Source | www.scientificamerican.com | David H. Rosmarin
In the early days of the pandemic, economist Jeanet Bentzen of the University of Copenhagen examined Google searches for the word “prayer” in 95 countries. She identified that they hit an all-time global high in March 2020, and increases occurred in lockstep with the number of COVID-19 cases identified in each country. Stateside, according to the Pew Research Center, 55 percent of Americans prayed to end the spread of the novel coronavirus in March 2020, and nearly one quarter reported that their faith increased the following month, despite limited access to houses of worship.
These are not just interesting sociological trends—they are clinically significant. Spirituality has historically been dismissed by psychiatrists, but results from a pilot program at McLean Hospital in Massachusetts indicate that attention to it is a critical aspect of mental health care.

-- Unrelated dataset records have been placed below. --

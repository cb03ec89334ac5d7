//! Interface stub emission for one package at a time.
//!
//! Given a frozen [`pkgstub_symbols::SymbolTable`] and one package of the
//! registry, the [`StubExporter`] walks the reference closure of the
//! package's exports, renders every in-package symbol it reaches and records
//! the foreign packages and declaration files it stopped at.
//!
//! - `classifier`: package ownership of a symbol
//! - `exporter`: the worklist-driven closure engine
//! - `render`: pure line formatting (`sig`, `def`, props, delegators)
//! - `output`: indentation-aware text buffer
//! - `bundle`: per-package artifacts and dependency manifests

pub mod bundle;
pub mod classifier;
pub mod exporter;
pub mod options;
pub mod output;
pub mod render;

pub use bundle::{ArtifactKind, DependencyManifest, OutputBundle, StubArtifact};
pub use classifier::{Classifier, NamespaceError, Ownership, PackageNamespaces};
pub use exporter::{StubExporter, export_package};
pub use options::ExportOptions;
pub use output::StubWriter;
impl SymbolTable {
    /// Create a table holding only the well-known classes.
    pub fn new() -> Self {
        let mut table = SymbolTable {
            files: Vec::new(),
            classes: Vec::with_capacity(64),
            methods: Vec::new(),
            fields: Vec::new(),
            type_members: Vec::new(),
            type_arguments: Vec::new(),
        };
        for (idx, (owner, name, flags)) in WELL_KNOWN.iter().enumerate() {
            let id = table.push_class(ClassData::new(*owner, name, *flags));
            debug_assert_eq!(id.0 as usize, idx);
            if id != ClassId::ROOT {
                table.classes[owner.index()]
                    .members
                    .insert((*name).to_string(), id.into());
            }
        }
        table
    }

    // =========================================================================
    // Record access
    // =========================================================================

    pub fn class(&self, id: ClassId) -> &ClassData {
        &self.classes[id.index()]
    }

    pub fn class_mut(&mut self, id: ClassId) -> &mut ClassData {
        &mut self.classes[id.index()]
    }

    pub fn method(&self, id: MethodId) -> &MethodData {
        &self.methods[id.index()]
    }

    pub fn method_mut(&mut self, id: MethodId) -> &mut MethodData {
        &mut self.methods[id.index()]
    }

    pub fn field(&self, id: FieldId) -> &FieldData {
        &self.fields[id.index()]
    }

    pub fn field_mut(&mut self, id: FieldId) -> &mut FieldData {
        &mut self.fields[id.index()]
    }

    pub fn type_member(&self, id: TypeMemberId) -> &TypeMemberData {
        &self.type_members[id.index()]
    }

    pub fn type_member_mut(&mut self, id: TypeMemberId) -> &mut TypeMemberData {
        &mut self.type_members[id.index()]
    }

    pub fn type_argument(&self, id: TypeArgumentId) -> &TypeArgumentData {
        &self.type_arguments[id.index()]
    }

    pub fn file(&self, id: FileId) -> &FileData {
        &self.files[id.index()]
    }

    pub fn class_count(&self) -> usize {
        self.classes.len()
    }

    pub fn method_count(&self) -> usize {
        self.methods.len()
    }

    pub fn field_count(&self) -> usize {
        self.fields.len()
    }

    // =========================================================================
    // Mutation (front-end phase only)
    // =========================================================================

    fn push_class(&mut self, data: ClassData) -> ClassId {
        let id = ClassId(self.classes.len() as u32);
        self.classes.push(data);
        id
    }

    pub fn enter_file(&mut self, file: FileData) -> FileId {
        let id = FileId(self.files.len() as u32);
        self.files.push(file);
        id
    }

    /// Enter (or find) a class named `name` inside `owner`.
    pub fn enter_class(&mut self, owner: ClassId, name: &str) -> ClassId {
        self.enter_class_or_module(owner, name, ClassFlags::CLASS)
    }

    /// Enter (or find) a module named `name` inside `owner`.
    pub fn enter_module(&mut self, owner: ClassId, name: &str) -> ClassId {
        self.enter_class_or_module(owner, name, ClassFlags::empty())
    }

    fn enter_class_or_module(&mut self, owner: ClassId, name: &str, flags: ClassFlags) -> ClassId {
        if let Some(SymbolRef::ClassOrModule(existing)) = self.find_member(owner, name) {
            return existing;
        }
        let id = self.push_class(ClassData::new(owner, name, flags));
        self.classes[owner.index()]
            .members
            .insert(name.to_string(), id.into());
        id
    }

    /// Singleton class of `klass`, created on first request.
    pub fn singleton_class(&mut self, klass: ClassId) -> ClassId {
        if let Some(existing) = self.class(klass).singleton_class {
            return existing;
        }
        let data = self.class(klass);
        let mut singleton = ClassData::new(
            data.owner,
            &format!("<Class:{}>", data.name),
            ClassFlags::CLASS,
        );
        singleton.attached_class = Some(klass);
        singleton.loc = data.loc;
        let id = self.push_class(singleton);
        self.class_mut(klass).singleton_class = Some(id);
        id
    }

    pub fn set_super_class(&mut self, klass: ClassId, super_class: ClassId) {
        self.class_mut(klass).super_class = Some(super_class);
    }

    pub fn add_mixin(&mut self, klass: ClassId, mixin: ClassId) {
        self.class_mut(klass).mixins.push(mixin);
    }

    /// Enter (or find) a method. New methods carry a synthetic block argument.
    pub fn enter_method(&mut self, owner: ClassId, name: &str) -> MethodId {
        if let Some(SymbolRef::Method(existing)) = self.find_member(owner, name) {
            return existing;
        }
        let id = MethodId(self.methods.len() as u32);
        self.methods.push(MethodData {
            name: name.to_string(),
            owner,
            flags: MethodFlags::empty(),
            loc: None,
            arguments: vec![ArgInfo::synthetic_block()],
            result_type: None,
            type_arguments: Vec::new(),
            alias_of: None,
        });
        self.class_mut(owner)
            .members
            .insert(name.to_string(), id.into());
        id
    }

    /// Append an argument, keeping a trailing synthetic block argument last.
    pub fn add_argument(&mut self, method: MethodId, arg: ArgInfo) {
        let arguments = &mut self.method_mut(method).arguments;
        if arguments.last().is_some_and(ArgInfo::is_synthetic_block) {
            let at = arguments.len() - 1;
            arguments.insert(at, arg);
        } else {
            arguments.push(arg);
        }
    }

    pub fn enter_type_argument(&mut self, method: MethodId, name: &str) -> TypeArgumentId {
        let id = TypeArgumentId(self.type_arguments.len() as u32);
        self.type_arguments.push(TypeArgumentData {
            name: name.to_string(),
            owner: method,
        });
        self.method_mut(method).type_arguments.push(id);
        id
    }

    /// Enter (or find) a field. `flags` selects instance field vs constant.
    pub fn enter_field(&mut self, owner: ClassId, name: &str, flags: FieldFlags) -> FieldId {
        if let Some(SymbolRef::FieldOrStaticField(existing)) = self.find_member(owner, name) {
            return existing;
        }
        let id = FieldId(self.fields.len() as u32);
        self.fields.push(FieldData {
            name: name.to_string(),
            owner,
            flags,
            result_type: None,
            loc: None,
        });
        self.class_mut(owner)
            .members
            .insert(name.to_string(), id.into());
        id
    }

    pub fn enter_type_member(
        &mut self,
        owner: ClassId,
        name: &str,
        variance: Variance,
    ) -> TypeMemberId {
        if let Some(SymbolRef::TypeMember(existing)) = self.find_member(owner, name) {
            return existing;
        }
        let id = TypeMemberId(self.type_members.len() as u32);
        self.type_members.push(TypeMemberData {
            name: name.to_string(),
            owner,
            variance,
            fixed: false,
            result_type: None,
        });
        let data = self.class_mut(owner);
        data.type_members.push(id);
        data.members.insert(name.to_string(), id.into());
        id
    }

    // =========================================================================
    // Queries
    // =========================================================================

    pub fn find_member(&self, owner: ClassId, name: &str) -> Option<SymbolRef> {
        self.class(owner).members.get(name).copied()
    }

    /// Resolve a fully-qualified constant path from the root.
    pub fn lookup_path<S: AsRef<str>>(&self, path: &[S]) -> Option<SymbolRef> {
        let mut scope = SymbolRef::ClassOrModule(ClassId::ROOT);
        for name in path {
            let owner = scope.as_class()?;
            scope = self.find_member(owner, name.as_ref())?;
        }
        Some(scope)
    }

    /// Like [`Self::lookup_path`], but only succeeds for classes and modules.
    pub fn lookup_class_path<S: AsRef<str>>(&self, path: &[S]) -> Option<ClassId> {
        self.lookup_path(path).and_then(SymbolRef::as_class)
    }

    /// Immediate owner of `sym`. The root owns itself.
    pub fn owner(&self, sym: SymbolRef) -> SymbolRef {
        match sym {
            SymbolRef::ClassOrModule(id) => self.class(id).owner.into(),
            SymbolRef::Method(id) => self.method(id).owner.into(),
            SymbolRef::FieldOrStaticField(id) => self.field(id).owner.into(),
            SymbolRef::TypeMember(id) => self.type_member(id).owner.into(),
            SymbolRef::TypeArgument(id) => self.type_argument(id).owner.into(),
        }
    }

    pub fn name(&self, sym: SymbolRef) -> &str {
        match sym {
            SymbolRef::ClassOrModule(id) => &self.class(id).name,
            SymbolRef::Method(id) => &self.method(id).name,
            SymbolRef::FieldOrStaticField(id) => &self.field(id).name,
            SymbolRef::TypeMember(id) => &self.type_member(id).name,
            SymbolRef::TypeArgument(id) => &self.type_argument(id).name,
        }
    }

    pub fn loc(&self, sym: SymbolRef) -> Option<Loc> {
        match sym {
            SymbolRef::ClassOrModule(id) => self.class(id).loc,
            SymbolRef::Method(id) => self.method(id).loc,
            SymbolRef::FieldOrStaticField(id) => self.field(id).loc,
            SymbolRef::TypeMember(_) | SymbolRef::TypeArgument(_) => None,
        }
    }

    /// Source text covered by `loc`, if the file carries its source.
    pub fn source(&self, loc: Loc) -> Option<&str> {
        let text = self.files.get(loc.file.index())?.source.as_deref()?;
        text.get(loc.begin as usize..loc.end as usize)
    }

    pub fn is_singleton(&self, klass: ClassId) -> bool {
        self.class(klass).is_singleton()
    }

    pub fn attached_class(&self, klass: ClassId) -> Option<ClassId> {
        self.class(klass).attached_class
    }

    pub fn lookup_singleton_class(&self, klass: ClassId) -> Option<ClassId> {
        self.class(klass).singleton_class
    }

    /// Superclass of the superclass, if both exist.
    pub fn grand_super_class(&self, klass: ClassId) -> Option<ClassId> {
        self.class(klass)
            .super_class
            .and_then(|sup| self.class(sup).super_class)
    }

    /// Follow `alias_method` links to the method that holds the definition.
    pub fn dealias_method(&self, method: MethodId) -> MethodId {
        let mut current = method;
        for _ in 0..self.methods.len() {
            match self.method(current).alias_of {
                Some(target) if target != current => current = target,
                _ => break,
            }
        }
        current
    }

    /// Fully-qualified display name of a symbol.
    pub fn show(&self, sym: SymbolRef) -> String {
        match sym {
            SymbolRef::ClassOrModule(id) => self.show_class(id),
            SymbolRef::Method(id) => {
                let data = self.method(id);
                format!("{}#{}", self.show_class(data.owner), data.name)
            }
            SymbolRef::FieldOrStaticField(id) => {
                let data = self.field(id);
                if data.is_static_field() {
                    self.qualify(data.owner, &data.name)
                } else {
                    format!("{}#{}", self.show_class(data.owner), data.name)
                }
            }
            SymbolRef::TypeMember(id) => {
                let data = self.type_member(id);
                self.qualify(data.owner, &data.name)
            }
            SymbolRef::TypeArgument(id) => self.type_argument(id).name.clone(),
        }
    }

    fn qualify(&self, owner: ClassId, name: &str) -> String {
        if owner == ClassId::ROOT {
            name.to_string()
        } else {
            format!("{}::{}", self.show_class(owner), name)
        }
    }

    fn show_class(&self, id: ClassId) -> String {
        if id == ClassId::ROOT {
            return self.class(id).name.clone();
        }
        if let Some(attached) = self.attached_class(id) {
            return format!("<Class:{}>", self.show_class(attached));
        }

        let mut parts: SmallVec<[&str; 8]> = SmallVec::new();
        let mut prefix = None;
        let mut current = id;
        while current != ClassId::ROOT {
            if current != id && self.is_singleton(current) {
                prefix = Some(self.show_class(current));
                break;
            }
            let data = self.class(current);
            parts.push(&data.name);
            current = data.owner;
        }
        parts.reverse();

        let path = parts.join("::");
        match prefix {
            Some(prefix) => format!("{prefix}::{path}"),
            None => path,
        }
    }
}
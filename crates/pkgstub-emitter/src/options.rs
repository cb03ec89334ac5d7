//! Options that shape the rendered stubs.

use pkgstub_common::{limits, names};

/// Per-run knobs consumed by the [`crate::StubExporter`].
#[derive(Clone, Debug, PartialEq, Eq)]
pub struct ExportOptions {
    /// First line of every stub file.
    pub header: String,
    /// Constant path of the flat-file record base class.
    pub record_base: Vec<String>,
}

impl Default for ExportOptions {
    fn default() -> Self {
        ExportOptions {
            header: limits::DEFAULT_HEADER.to_string(),
            record_base: names::RECORD_BASE_PATH
                .iter()
                .map(|part| part.to_string())
                .collect(),
        }
    }
}

impl ExportOptions {
    /// Parse a `A::B::C` record base path.
    pub fn with_record_base(mut self, path: &str) -> Self {
        self.record_base = path
            .split("::")
            .filter(|part| !part.is_empty())
            .map(str::to_string)
            .collect();
        self
    }

    pub fn with_header(mut self, header: impl Into<String>) -> Self {
        self.header = header.into();
        self
    }

    /// `header`, a blank line, then `body`.
    pub fn frame(&self, body: &str) -> String {
        format!("{}\n\n{}", self.header, body)
    }
}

In 2017 my multidisciplinary team of mental health clinicians, researchers and chaplains created Spiritual Psychotherapy for Inpatient, Residential and Intensive Treatment (SPIRIT), a flexible and spiritually integrated form of cognitive-behavioral therapy. We subsequently trained a cadre of more than 20 clinicians, stationed on 10 different clinical units throughout McLean Hospital, to deliver SPIRIT and evaluated the approach. Since 2017, SPIRIT has been delivered to more than 5,000 people. Our results suggest that spiritual psychotherapy is not only feasible but highly desired by patients.
In the past year, American mental health sank to the lowest point in history: Incidence of mental disorders increased by 50 percent, compared with before the pandemic, alcohol and other substance abuse surged, and young adults were more than twice as likely to seriously consider suicide than they were in 2018.